Presentation transcript
The Wii’s innovation is not in its interface its in tis simplicity and accessibility be it the dreams of fans or the intentions of developers. The wii’s revolution was not in its attention to “serious” games.


The Wii’s revolution is in the past. In the same way that my father, when he was young played pong and in the way he now plays Wii golf.

Its in the way the wii is perceived and its now autonomic relation to modern gaming.

Another example is the Wii’s Virtual console which takes classic games that were always available but never accessible and makes them attractive to a new unexperienced audience. It’s clear that Wii’s revolution is “accessibility”.

Our assumptions and the way we define “innovation” and immersion although incorrect have not been completely pointless.

The wii motion plus is the next step.

The Wii’s revolution introduced and welcomed accessibility and consumerism , creating a new market for the Wii motionplus, an intuitive new device that absolves most of the problems seasoned gamers have with gesture based controls.

And what about the Wii 2?


Although the wii does not revolutions the way we play it has undeniably created something much more important, a new growing market. Its encapsulated entire demographics sustaining a market open to the next revolution.

The revolution that we incorrectly assumed and impatiently demanded.


The wii2 could increase graphical fidelity and bring its adoring market accessible intuitive controls.

Is the Wii the revolution we thought it was No? Could it be? Yes, it could prove the catalyst for the greatest transformation on any one medium.
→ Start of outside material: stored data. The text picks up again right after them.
use crate::error::{VeilError, VeilResult};

/// Parameters for procedural mask generation. Durations are in milliseconds,
/// sizes in pixels.
#[derive(Clone, Debug, serde::Serialize, serde::Deserialize)]
pub struct MaskDescriptor {
    pub frames_count: i32,
    pub frame_duration: i64,
    pub canvas_size: i32, // square frame tile
    pub particles_count: i32,
    pub particle_sprites_count: i32,
    pub particle_size_min: f64,
    pub particle_size_max: f64,
    pub particle_fade_in: i64,
    pub particle_shown: i64,
    pub particle_fade_out: i64,
}

impl MaskDescriptor {
    /// The fixed descriptor behind the process-wide default mask.
    pub fn default_mask() -> Self {
        Self {
            frames_count: 60,
            frame_duration: 33,
            canvas_size: 100,
            particles_count: 2000,
            particle_sprites_count: 5,
            particle_size_min: 1.5,
            particle_size_max: 2.0,
            particle_fade_in: 200,
            particle_shown: 0,
            particle_fade_out: 200,
        }
    }

    /// One full animation loop, `frames_count * frame_duration`.
    pub fn loop_duration(&self) -> i64 {
        i64::from(self.frames_count) * self.frame_duration
    }

    /// Lifetime of a single particle appearance.
    pub fn single_lifetime(&self) -> i64 {
        self.particle_fade_in + self.particle_shown + self.particle_fade_out
    }

    /// Boundary validation for descriptors arriving from configuration.
    /// The generator itself asserts the same conditions: a malformed
    /// descriptor reaching it is a caller bug, not a runtime condition.
    pub fn validate(&self) -> VeilResult<()> {
        if self.frames_count <= 0 {
            return Err(VeilError::validation("frames_count must be positive"));
        }
        if self.frame_duration <= 0 {
            return Err(VeilError::validation("frame_duration must be positive"));
        }
        if self.canvas_size <= 0 {
            return Err(VeilError::validation("canvas_size must be positive"));
        }
        if self.particles_count <= 0 {
            return Err(VeilError::validation("particles_count must be positive"));
        }
        if self.particle_sprites_count <= 0 {
            return Err(VeilError::validation(
                "particle_sprites_count must be positive",
            ));
        }
        if self.particle_size_min <= 0.0 {
            return Err(VeilError::validation("particle_size_min must be positive"));
        }
        if self.particle_size_max < self.particle_size_min {
            return Err(VeilError::validation(
                "particle_size_max must be >= particle_size_min",
            ));
        }
        if self.particle_fade_in < 0 || self.particle_shown < 0 || self.particle_fade_out < 0 {
            return Err(VeilError::validation(
                "particle durations must not be negative",
            ));
        }
        if self.loop_duration() <= self.single_lifetime() {
            return Err(VeilError::validation(
                "loop duration must exceed the single-particle lifetime",
            ));
        }
        Ok(())
    }
}
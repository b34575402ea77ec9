pub type VeilResult<T> = Result<T, VeilError>;

#[derive(thiserror::Error, Debug)]
pub enum VeilError {
    #[error("validation error: {0}")]
    Validation(String),

    #[error(transparent)]
    Other(#[from] anyhow::Error),
}

impl VeilError {
    pub fn validation(msg: impl Into<String>) -> Self {
        Self::Validation(msg.into())
    }
}
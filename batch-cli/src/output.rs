// Output formatting helpers for CLI commands

/// Print a status message: "  Status message"
pub fn status(action: &str, message: &str) {
    eprintln!("\x1b[1;36m{:>12}\x1b[0m {}", action, message);
}

/// Print a success message with checkmark
pub fn success(message: &str) {
    eprintln!("\x1b[1;32m  \u{2713}\x1b[0m {}", message);
}

/// Print a failure message with X
pub fn failure(message: &str) {
    eprintln!("\x1b[1;31m  \u{2717}\x1b[0m {}", message);
}

/// Print a warning message
pub fn warning(message: &str) {
    eprintln!("\x1b[33m  !\x1b[0m {}", message);
}

/// Print an error message
pub fn error(message: &str) {
    eprintln!("\x1b[1;31merror:\x1b[0m {}", message);
}

/// Print an info message
pub fn info(message: &str) {
    eprintln!("\x1b[36m  i\x1b[0m {}", message);
}

/// Print a dim/muted message
pub fn dim(message: &str) {
    eprintln!("\x1b[2m{}\x1b[0m", message);
}

/// Print a header line
pub fn header(message: &str) {
    eprintln!("\x1b[1m==> {}\x1b[0m", message);
}

/// Progress prefix: "[settled/total]"
pub fn progress(settled: usize, total: usize) -> String {
    let width = total.to_string().len();
    format!("[{:>width$}/{}]", settled, total, width = width)
}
To encapsulate my contention: the wii and gesture has strong potential to heighten physicality in games, but it can only be done to its, self deserved extent. To create immersion or meaning via an interface that interface needs to be at a constant level of complexity. Which disagrees directly with the Wii’s design and purpose. (accessibility)

Furthermore to assume and to name an interface an innovation in interactive media is a fairly ignorant claim. A game should not be defined by the system its on or the interface that’s used to enjoy it. A game should be an abstraction of on idea, one that works within the confines of a medium in such a way that the confines disappear. This is immersion. This is good game design in its simplest definition.